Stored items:
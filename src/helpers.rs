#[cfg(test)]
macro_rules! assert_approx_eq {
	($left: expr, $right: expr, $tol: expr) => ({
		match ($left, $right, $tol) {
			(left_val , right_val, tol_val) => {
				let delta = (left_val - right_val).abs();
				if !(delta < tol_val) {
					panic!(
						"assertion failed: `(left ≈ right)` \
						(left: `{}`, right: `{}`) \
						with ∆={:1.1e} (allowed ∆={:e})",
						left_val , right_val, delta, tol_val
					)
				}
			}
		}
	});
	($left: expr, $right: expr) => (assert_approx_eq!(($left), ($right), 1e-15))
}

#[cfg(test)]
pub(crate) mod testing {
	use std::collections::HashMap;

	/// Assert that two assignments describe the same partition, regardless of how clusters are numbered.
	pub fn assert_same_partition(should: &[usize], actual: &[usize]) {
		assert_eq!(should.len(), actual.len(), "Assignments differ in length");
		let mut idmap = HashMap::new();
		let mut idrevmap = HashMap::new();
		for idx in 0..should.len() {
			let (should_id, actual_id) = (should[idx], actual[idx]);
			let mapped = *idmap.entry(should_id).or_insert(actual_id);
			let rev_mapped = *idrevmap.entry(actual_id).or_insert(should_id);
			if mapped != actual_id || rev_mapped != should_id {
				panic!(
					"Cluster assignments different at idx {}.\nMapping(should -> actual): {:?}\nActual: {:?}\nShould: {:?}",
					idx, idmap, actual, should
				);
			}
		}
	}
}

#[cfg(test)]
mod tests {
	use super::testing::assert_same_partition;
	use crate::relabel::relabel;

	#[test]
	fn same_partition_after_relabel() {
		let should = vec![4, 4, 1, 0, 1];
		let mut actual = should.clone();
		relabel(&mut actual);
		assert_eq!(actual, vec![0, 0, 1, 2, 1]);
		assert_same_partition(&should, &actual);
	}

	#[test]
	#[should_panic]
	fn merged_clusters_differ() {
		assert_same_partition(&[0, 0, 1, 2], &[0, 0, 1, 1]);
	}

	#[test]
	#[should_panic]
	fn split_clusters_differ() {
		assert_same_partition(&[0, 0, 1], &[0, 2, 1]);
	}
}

**PROBLEM**
Scan the entries above and copy each line where "HashMap" occurs.

**RESPONSE AREA**
	use std::collections::HashMap;
		let mut idmap = HashMap::new();
		let mut idrevmap = HashMap::new();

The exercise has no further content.